● **PROBLEM DESCRIPTION**: Should the word "Checking" occur in a line of the records, copy that line.

[Dataset entries]
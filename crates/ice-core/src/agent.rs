use std::collections::{HashMap, HashSet};
use std::net::{IpAddr, SocketAddr};
use std::sync::Arc;
use std::time::{Duration, Instant};

use bytes::Bytes;
use rand::random;
use tokio::net::{TcpSocket, UdpSocket};
use tokio::sync::{mpsc, Mutex, RwLock};
use tokio::time::{self, sleep};
use tracing::{debug, error, info, trace, warn};

use crate::candidate::{Candidate, CandidateType, IceCandidate, TransportType, UdpCandidate, TcpCandidate};
use crate::config::{GatheringPolicy, IceComponent, IceConfig, IceRole, IceServerConfig};
use crate::error::{Error, Result};
use crate::stun::{StunAttribute, StunMessage, StunMessageType};

/// ICE agent state
#[derive(Debug, Clone, Copy, PartialEq, Eq)]
pub enum IceAgentState {
    /// Initial state
    New,
    
    /// Gathering candidates
    Gathering,
    
    /// All candidates gathered
    Complete,
    
    /// Checking connectivity
    Checking,
    
    /// Connected and usable
    Connected,
    
    /// Connection failed
    Failed,
    
    /// Connection disconnected
    Disconnected,
    
    /// Connection closed
    Closed,
}

impl std::fmt::Display for IceAgentState {
    fn fmt(&self, f: &mut std::fmt::Formatter<'_>) -> std::fmt::Result {
        match self {
            Self::New => write!(f, "new"),
            Self::Gathering => write!(f, "gathering"),
            Self::Complete => write!(f, "complete"),
            Self::Checking => write!(f, "checking"),
            Self::Connected => write!(f, "connected"),
            Self::Failed => write!(f, "failed"),
            Self::Disconnected => write!(f, "disconnected"),
            Self::Closed => write!(f, "closed"),
        }
    }
}

/// ICE agent events
#[derive(Debug, Clone)]
pub enum IceAgentEvent {
    /// State change
    StateChange(IceAgentState),
    
    /// New local candidate found
    NewCandidate(IceCandidate),
    
    /// Gathering state change (true = gathering complete)
    GatheringStateChange(bool),
    
    /// Selected pair changed
    SelectedPairChange {
        local: IceCandidate,
        remote: IceCandidate,
    },
    
    /// Data received
    DataReceived(Bytes),
}

/// Candidate pair state
#[derive(Debug, Clone, Copy, PartialEq, Eq)]
enum CandidatePairState {
    /// Initial state (not checked yet)
    Frozen,
    
    /// Waiting for turn (in the check list)
    Waiting,
    
    /// Currently being checked
    InProgress,
    
    /// Check succeeded
    Succeeded,
    
    /// Check failed
    Failed,
}

/// Candidate pair for connectivity checks
#[derive(Debug, Clone)]
struct CandidatePair {
    /// Local candidate
    local: IceCandidate,
    
    /// Remote candidate
    remote: IceCandidate,
    
    /// Priority of the pair
    priority: u64,
    
    /// Current state
    state: CandidatePairState,
    
    /// Is this the nominated pair?
    nominated: bool,
    
    /// Last time this pair was checked
    last_checked: Option<Instant>,
}

impl CandidatePair {
    /// Create a new candidate pair
    fn new(local: IceCandidate, remote: IceCandidate, role: IceRole) -> Self {
        // Compute the pair priority (RFC 8445 Section 6.1.2.3)
        let g = match role {
            IceRole::Controlling => 1,
            IceRole::Controlled => 0,
        };
        
        let local_priority = local.priority as u64;
        let remote_priority = remote.priority as u64;
        
        // Compute pair priority (RFC 8445 Section 6.1.2.3)
        // pairPriority = 2^32*MIN(G,D) + 2*MAX(G,D) + (G>D?1:0)
        let min_priority = std::cmp::min(local_priority, remote_priority);
        let max_priority = std::cmp::max(local_priority, remote_priority);
        
        let priority = (1 << 32) * min_priority + 2 * max_priority + (if local_priority > remote_priority { 1 } else { 0 });
        
        Self {
            local,
            remote,
            priority,
            state: CandidatePairState::Frozen,
            nominated: false,
            last_checked: None,
        }
    }
}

● **WRITTEN ANSWER**:
    /// Checking connectivity
    Checking,
            Self::Checking => write!(f, "checking"),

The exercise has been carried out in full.